The aim of the PredicTox Knowledge Environment (KE) project is to advance the science of adverse event prediction by creating an integrated web-based knowledge environment consisting of multiple interconnected databases that capture quantitative multiscale biology of drug action. We refer to this as PredictTox-KE. The databases will contain information on clinical indications, preclinical physiological data, and cellular regulatory networks. Although many datasets relevant to drug-induced toxicities currently exist, the advantage of a centralized repository is that data can be normalized to ontologies to ensure consistent definitions. As such, all data in PredictTox-KE will be organized within a computable framework that enables integration and analysis.
Creation of the PredicTox-KE will enable an integrative approach to prediction of major adverse events associated with therapeutic agents. This will be done as a collaborative project between researchers at Icahn School of Medicine at Mount Sinai (ISMMS) and Critical Path Institute (C-Path). Data from academia, industry and publicly available databases will be integrated, and querying tools and analytical models will be developed to enable predictive toxicology. In this initial two-year demonstration project, we propose the creation of an initial proof of concept database containing clinical, cellular, and animal data related to adverse events (i.e. cardiomyopathy) caused by small-molecule (the “NIB” class; e.g. imatinib, sorafenib, sunitinib) or antibody (the “MAB” class; e.g. trastuzamab) protein kinase inhibitors used to treat cancer. Although these targeted therapeutics are being successfully used to treat several cancers, mechanisms underlying cardiotoxicity are poorly understood, which makes improved prediction of these serious adverse events an urgent issue.
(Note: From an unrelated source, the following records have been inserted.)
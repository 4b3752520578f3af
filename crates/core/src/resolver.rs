//! Resolver module - line clears, special blocks and gravity
//!
//! [`resolve`] runs passes until the board is stable. One pass:
//!
//! 1. Detect full rows and full columns.
//! 2. Hit every cell of the union of those lines once. An ICE block with more
//!    than one health left loses one and stays; anything else is marked for
//!    clearing. A cleared BOMB joins a worklist.
//! 3. Each bomb on the worklist hits its 3x3 neighbourhood (clamped to the
//!    grid, its own cell included) with the same rule. A coordinate is
//!    detonated at most once per pass.
//! 4. All marked cells are cleared in one batch, then every column is
//!    compacted toward row 9.
//!
//! A line hit in a pass that cleared none of its cells is not hit again in
//! the same call, so a full line made only of chipped ICE is damaged once per
//! call, not drained to zero, whatever gravity does elsewhere. The loop ends
//! when a pass finds no fresh full line, or when a pass neither cleared a
//! cell nor moved one.
//!
//! Hits accumulate inside a pass: an ICE cell on a cleared line that is also
//! caught in a blast takes two hits.

use arrayvec::ArrayVec;
use serde::{Deserialize, Serialize};
use tracing::{debug, trace};

use crate::board::{Board, LineList, N};
use crate::types::BlockKind;

/// What one pass did
#[derive(Debug, Clone, PartialEq, Eq, Default, Serialize, Deserialize)]
pub struct Wave {
    pub rows: LineList,
    pub cols: LineList,
    pub color_bonus: bool,
    pub cells_cleared: u32,
    pub bombs_exploded: u32,
    pub ice_damaged: u32,
    pub ice_broken: u32,
    /// Blocks moved by gravity after the clears
    pub cells_dropped: u32,
}

impl Wave {
    pub fn lines(&self) -> u32 {
        (self.rows.len() + self.cols.len()) as u32
    }
}

/// Result of resolving a board
#[derive(Debug, Clone, PartialEq, Eq, Default, Serialize, Deserialize)]
pub struct Resolution {
    pub board: Board,
    /// Rows plus columns over all passes; an intersection counts for both
    pub lines_cleared: u32,
    /// Passes that detected at least one full line
    pub chain_waves: u32,
    /// Some detected line was monochrome
    pub color_bonus: bool,
    /// BOMB blocks cleared
    pub bombs_exploded: u32,
    /// Health decrements applied to ICE blocks
    pub ice_damaged: u32,
    /// ICE blocks cleared
    pub ice_broken: u32,
    pub cells_cleared: u32,
    pub waves: Vec<Wave>,
}

impl Resolution {
    /// Nothing happened
    pub fn is_idle(&self) -> bool {
        self.chain_waves == 0
    }
}

/// Hit bookkeeping for a single pass
struct Pass<'a> {
    board: &'a Board,
    hits: [[u8; N]; N],
    clear: [[bool; N]; N],
    detonated: [[bool; N]; N],
    bombs: ArrayVec<(usize, usize), { N * N }>,
    ice_damaged: u32,
}

impl<'a> Pass<'a> {
    fn new(board: &'a Board) -> Self {
        Self {
            board,
            hits: [[0; N]; N],
            clear: [[false; N]; N],
            detonated: [[false; N]; N],
            bombs: ArrayVec::new(),
            ice_damaged: 0,
        }
    }

    fn hit(&mut self, x: usize, y: usize) {
        if self.clear[y][x] {
            return;
        }
        let Some(block) = self.board.at(x, y) else {
            return;
        };

        if let BlockKind::Ice { health } = block.kind {
            let remaining = health.saturating_sub(self.hits[y][x]);
            if remaining > 1 {
                self.hits[y][x] += 1;
                self.ice_damaged += 1;
                trace!(x, y, remaining = remaining - 1, "ice chipped");
                return;
            }
        }

        self.clear[y][x] = true;
        if block.is_bomb() && !self.detonated[y][x] {
            self.detonated[y][x] = true;
            self.bombs.push((x, y));
        }
    }

    fn detonate_all(&mut self) {
        while let Some((bx, by)) = self.bombs.pop() {
            trace!(x = bx, y = by, "bomb detonated");
            for ny in by.saturating_sub(1)..=(by + 1).min(N - 1) {
                for nx in bx.saturating_sub(1)..=(bx + 1).min(N - 1) {
                    self.hit(nx, ny);
                }
            }
        }
    }
}

/// Resolve a board to a stable state.
///
/// A board with no full line comes back unchanged with zero counters.
pub fn resolve(board: &Board) -> Resolution {
    let mut out = Resolution {
        board: board.clone(),
        ..Resolution::default()
    };

    // Lines already hit in a pass that cleared none of their cells
    let mut spent_rows = [false; N];
    let mut spent_cols = [false; N];

    loop {
        let mut rows = out.board.full_rows();
        let mut cols = out.board.full_cols();
        rows.retain(|y| !spent_rows[*y as usize]);
        cols.retain(|x| !spent_cols[*x as usize]);
        if rows.is_empty() && cols.is_empty() {
            break;
        }

        let color_bonus = rows.iter().any(|&y| out.board.is_row_monochrome(y as usize))
            || cols.iter().any(|&x| out.board.is_col_monochrome(x as usize));

        let (clear, hits, ice_damaged) = {
            let mut pass = Pass::new(&out.board);
            for y in 0..N {
                for x in 0..N {
                    if rows.contains(&(y as u8)) || cols.contains(&(x as u8)) {
                        pass.hit(x, y);
                    }
                }
            }
            pass.detonate_all();
            (pass.clear, pass.hits, pass.ice_damaged)
        };

        for &y in &rows {
            spent_rows[y as usize] = !clear[y as usize].iter().any(|&c| c);
        }
        for &x in &cols {
            spent_cols[x as usize] = !clear.iter().any(|row| row[x as usize]);
        }

        let mut wave = Wave {
            color_bonus,
            ice_damaged,
            ..Wave::default()
        };

        for y in 0..N {
            for x in 0..N {
                let Some(block) = out.board.at(x, y) else {
                    continue;
                };
                if clear[y][x] {
                    match block.kind {
                        BlockKind::Bomb => wave.bombs_exploded += 1,
                        BlockKind::Ice { .. } => wave.ice_broken += 1,
                        BlockKind::Normal => {}
                    }
                    wave.cells_cleared += 1;
                    out.board.clear_at(x, y);
                } else if let BlockKind::Ice { health } = block.kind {
                    if hits[y][x] > 0 {
                        out.board.set_ice_health(x, y, health - hits[y][x]);
                    }
                }
            }
        }

        wave.cells_dropped = out.board.apply_gravity();
        wave.rows = rows;
        wave.cols = cols;

        debug!(
            wave = out.chain_waves + 1,
            rows = wave.rows.len(),
            cols = wave.cols.len(),
            cleared = wave.cells_cleared,
            bombs = wave.bombs_exploded,
            ice_damaged = wave.ice_damaged,
            dropped = wave.cells_dropped,
            "resolve pass"
        );

        out.chain_waves += 1;
        out.lines_cleared += wave.lines();
        out.color_bonus |= wave.color_bonus;
        out.bombs_exploded += wave.bombs_exploded;
        out.ice_damaged += wave.ice_damaged;
        out.ice_broken += wave.ice_broken;
        out.cells_cleared += wave.cells_cleared;

        let settled = wave.cells_cleared == 0 && wave.cells_dropped == 0;
        out.waves.push(wave);
        if settled {
            break;
        }
    }

    out
}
The PredicTox-KE is expected to enable building of computational models for prediction of drug toxicity and, in the longer term, predictions for personalization of therapy to mitigate adverse events. The PredicTox-KE will store clinical, preclinical/physiological, cellular, and molecular (omics) data. In the longer term we hope to incorporate structural and genomic data and link to relevant genomic and epigenomic data in standard National Library of Medicine databases. We will harmonize data across domains and develop the databases and technical infrastructure to enable integrated analyses. Users of the PredicTox-KE will be able to build statistical, network and dynamical computational models to enable simulations that test hypotheses about drug actions and mechanisms underlying adverse events and prediction of adverse events.
Advance the science of adverse event prediction by creating computational models for prediction of drug toxicity and, in the longer term, predictions for personalization of therapy to mitigate adverse events.